◆ Recorded information ◆
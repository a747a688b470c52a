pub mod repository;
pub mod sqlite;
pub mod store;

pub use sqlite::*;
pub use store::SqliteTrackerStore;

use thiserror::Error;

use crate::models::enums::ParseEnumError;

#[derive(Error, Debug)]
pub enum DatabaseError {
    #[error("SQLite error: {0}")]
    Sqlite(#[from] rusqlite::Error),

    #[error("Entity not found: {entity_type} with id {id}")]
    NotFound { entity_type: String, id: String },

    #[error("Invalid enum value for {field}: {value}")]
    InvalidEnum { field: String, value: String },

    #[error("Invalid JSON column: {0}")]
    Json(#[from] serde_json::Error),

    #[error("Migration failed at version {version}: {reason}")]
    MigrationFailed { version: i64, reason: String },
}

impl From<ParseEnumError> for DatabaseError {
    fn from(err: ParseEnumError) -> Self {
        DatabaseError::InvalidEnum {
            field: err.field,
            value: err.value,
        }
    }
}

...

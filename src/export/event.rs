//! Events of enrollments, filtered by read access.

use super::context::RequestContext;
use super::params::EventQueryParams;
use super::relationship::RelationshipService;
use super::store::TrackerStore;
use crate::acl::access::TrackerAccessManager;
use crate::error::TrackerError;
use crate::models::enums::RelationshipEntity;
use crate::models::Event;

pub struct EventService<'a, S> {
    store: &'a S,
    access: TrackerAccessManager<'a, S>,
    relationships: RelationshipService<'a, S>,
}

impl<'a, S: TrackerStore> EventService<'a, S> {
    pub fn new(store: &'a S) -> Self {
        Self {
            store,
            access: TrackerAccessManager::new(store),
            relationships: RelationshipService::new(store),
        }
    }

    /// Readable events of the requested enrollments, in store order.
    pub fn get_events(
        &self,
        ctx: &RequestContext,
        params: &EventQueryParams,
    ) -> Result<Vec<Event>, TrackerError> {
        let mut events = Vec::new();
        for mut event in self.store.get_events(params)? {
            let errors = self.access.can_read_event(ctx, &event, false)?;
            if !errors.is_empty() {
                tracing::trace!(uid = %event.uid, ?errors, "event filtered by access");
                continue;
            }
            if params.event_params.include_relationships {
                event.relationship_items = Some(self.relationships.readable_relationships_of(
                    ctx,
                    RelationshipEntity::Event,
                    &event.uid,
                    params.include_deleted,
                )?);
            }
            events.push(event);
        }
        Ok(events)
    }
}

==

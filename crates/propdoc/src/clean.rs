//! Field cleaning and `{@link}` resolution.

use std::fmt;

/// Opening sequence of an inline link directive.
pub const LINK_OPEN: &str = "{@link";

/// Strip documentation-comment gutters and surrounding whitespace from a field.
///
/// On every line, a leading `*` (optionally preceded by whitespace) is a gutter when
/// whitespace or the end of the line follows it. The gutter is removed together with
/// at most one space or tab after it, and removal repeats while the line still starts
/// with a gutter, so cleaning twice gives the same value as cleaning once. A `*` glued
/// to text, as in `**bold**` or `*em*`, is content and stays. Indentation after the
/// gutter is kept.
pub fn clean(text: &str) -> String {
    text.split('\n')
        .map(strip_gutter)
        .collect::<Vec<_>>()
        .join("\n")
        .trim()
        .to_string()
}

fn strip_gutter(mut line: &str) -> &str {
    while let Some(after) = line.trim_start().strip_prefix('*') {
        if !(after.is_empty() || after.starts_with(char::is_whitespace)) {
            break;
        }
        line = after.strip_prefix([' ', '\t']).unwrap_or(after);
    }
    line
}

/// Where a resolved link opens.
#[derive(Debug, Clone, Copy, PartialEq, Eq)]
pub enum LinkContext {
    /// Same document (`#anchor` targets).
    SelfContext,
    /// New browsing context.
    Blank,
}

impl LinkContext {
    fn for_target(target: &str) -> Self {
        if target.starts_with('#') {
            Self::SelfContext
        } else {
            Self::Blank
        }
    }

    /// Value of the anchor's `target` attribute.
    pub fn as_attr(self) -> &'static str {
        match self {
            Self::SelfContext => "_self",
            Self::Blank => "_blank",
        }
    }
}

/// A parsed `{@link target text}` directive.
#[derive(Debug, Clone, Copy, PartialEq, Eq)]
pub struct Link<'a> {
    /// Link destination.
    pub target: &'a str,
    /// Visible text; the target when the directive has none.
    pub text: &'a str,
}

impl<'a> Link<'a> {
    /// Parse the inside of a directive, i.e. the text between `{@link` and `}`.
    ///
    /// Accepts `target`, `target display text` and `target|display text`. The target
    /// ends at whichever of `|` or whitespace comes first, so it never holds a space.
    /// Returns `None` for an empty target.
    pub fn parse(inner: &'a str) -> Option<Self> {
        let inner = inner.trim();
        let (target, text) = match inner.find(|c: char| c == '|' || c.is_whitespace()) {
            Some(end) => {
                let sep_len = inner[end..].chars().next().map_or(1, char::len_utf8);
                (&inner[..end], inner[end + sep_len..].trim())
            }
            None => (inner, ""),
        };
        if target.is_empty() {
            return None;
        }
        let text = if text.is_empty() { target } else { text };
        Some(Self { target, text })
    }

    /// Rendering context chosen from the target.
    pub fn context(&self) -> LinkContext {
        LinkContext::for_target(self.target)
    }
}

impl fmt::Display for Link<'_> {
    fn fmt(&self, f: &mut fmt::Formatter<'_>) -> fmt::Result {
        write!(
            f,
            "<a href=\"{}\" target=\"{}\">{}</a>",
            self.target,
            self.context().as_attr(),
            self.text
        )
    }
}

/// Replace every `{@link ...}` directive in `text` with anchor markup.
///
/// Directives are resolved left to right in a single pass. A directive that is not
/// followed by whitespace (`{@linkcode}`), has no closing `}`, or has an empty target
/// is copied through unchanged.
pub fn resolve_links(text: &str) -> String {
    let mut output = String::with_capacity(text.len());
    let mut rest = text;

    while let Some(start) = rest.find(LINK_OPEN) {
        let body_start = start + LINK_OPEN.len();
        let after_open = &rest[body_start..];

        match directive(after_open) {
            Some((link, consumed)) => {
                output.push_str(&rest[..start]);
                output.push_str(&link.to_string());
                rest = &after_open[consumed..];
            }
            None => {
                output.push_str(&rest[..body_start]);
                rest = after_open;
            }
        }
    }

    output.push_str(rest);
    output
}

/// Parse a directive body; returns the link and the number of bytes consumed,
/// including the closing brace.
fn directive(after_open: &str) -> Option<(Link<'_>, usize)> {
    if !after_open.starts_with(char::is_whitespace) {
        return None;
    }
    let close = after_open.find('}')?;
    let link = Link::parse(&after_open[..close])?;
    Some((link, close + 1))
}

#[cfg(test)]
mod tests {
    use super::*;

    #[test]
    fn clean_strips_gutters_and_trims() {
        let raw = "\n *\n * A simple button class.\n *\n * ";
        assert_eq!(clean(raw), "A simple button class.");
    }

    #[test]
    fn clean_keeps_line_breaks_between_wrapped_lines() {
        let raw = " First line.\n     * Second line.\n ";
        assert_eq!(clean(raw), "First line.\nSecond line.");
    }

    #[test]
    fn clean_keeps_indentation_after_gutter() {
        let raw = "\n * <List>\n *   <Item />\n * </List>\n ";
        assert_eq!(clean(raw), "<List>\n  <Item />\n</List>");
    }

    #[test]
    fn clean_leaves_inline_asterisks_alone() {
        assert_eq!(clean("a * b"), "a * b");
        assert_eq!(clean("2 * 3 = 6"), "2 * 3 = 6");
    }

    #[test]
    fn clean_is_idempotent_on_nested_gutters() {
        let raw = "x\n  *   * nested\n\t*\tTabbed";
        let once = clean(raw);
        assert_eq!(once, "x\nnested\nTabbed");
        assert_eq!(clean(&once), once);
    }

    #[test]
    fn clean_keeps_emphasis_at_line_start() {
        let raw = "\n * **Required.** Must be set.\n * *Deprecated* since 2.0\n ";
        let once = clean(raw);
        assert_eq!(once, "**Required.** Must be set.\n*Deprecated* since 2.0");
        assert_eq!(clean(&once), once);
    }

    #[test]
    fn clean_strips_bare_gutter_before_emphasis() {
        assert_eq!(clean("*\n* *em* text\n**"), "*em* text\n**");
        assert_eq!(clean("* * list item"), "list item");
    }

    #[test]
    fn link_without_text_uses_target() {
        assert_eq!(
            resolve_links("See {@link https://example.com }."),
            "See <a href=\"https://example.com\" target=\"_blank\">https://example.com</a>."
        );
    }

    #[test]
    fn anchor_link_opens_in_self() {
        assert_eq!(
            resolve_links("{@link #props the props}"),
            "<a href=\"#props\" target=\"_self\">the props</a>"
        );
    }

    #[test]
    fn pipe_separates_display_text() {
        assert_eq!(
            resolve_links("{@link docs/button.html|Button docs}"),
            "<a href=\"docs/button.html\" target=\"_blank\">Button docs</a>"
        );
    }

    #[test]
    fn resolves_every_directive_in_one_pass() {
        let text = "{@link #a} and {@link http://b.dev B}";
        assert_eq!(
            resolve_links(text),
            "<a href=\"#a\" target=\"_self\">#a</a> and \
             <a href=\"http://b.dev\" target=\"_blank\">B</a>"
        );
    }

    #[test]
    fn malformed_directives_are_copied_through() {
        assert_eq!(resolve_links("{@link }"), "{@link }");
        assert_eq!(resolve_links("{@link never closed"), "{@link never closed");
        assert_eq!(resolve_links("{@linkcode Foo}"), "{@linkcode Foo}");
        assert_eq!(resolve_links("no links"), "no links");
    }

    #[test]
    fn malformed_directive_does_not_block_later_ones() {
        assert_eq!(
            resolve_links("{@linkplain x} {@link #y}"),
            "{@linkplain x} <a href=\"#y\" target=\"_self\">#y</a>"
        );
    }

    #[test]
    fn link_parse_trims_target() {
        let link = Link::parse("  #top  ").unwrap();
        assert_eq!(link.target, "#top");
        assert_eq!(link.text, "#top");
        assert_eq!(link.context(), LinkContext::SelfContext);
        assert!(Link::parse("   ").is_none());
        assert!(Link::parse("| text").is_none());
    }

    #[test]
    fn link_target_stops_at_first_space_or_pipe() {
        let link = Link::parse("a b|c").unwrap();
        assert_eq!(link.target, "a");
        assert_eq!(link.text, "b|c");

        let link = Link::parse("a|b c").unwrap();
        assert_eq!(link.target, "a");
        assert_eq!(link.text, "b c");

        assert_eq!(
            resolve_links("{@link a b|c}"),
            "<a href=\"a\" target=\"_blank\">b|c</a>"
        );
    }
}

◆ Description of the task ◆
Which lines above hold the string "rest"? Show each of them.

◆ Answer area ◆
    let mut rest = text;
    while let Some(start) = rest.find(LINK_OPEN) {
        let after_open = &rest[body_start..];
                output.push_str(&rest[..start]);
                rest = &after_open[consumed..];
                output.push_str(&rest[..body_start]);
                rest = after_open;
    output.push_str(rest);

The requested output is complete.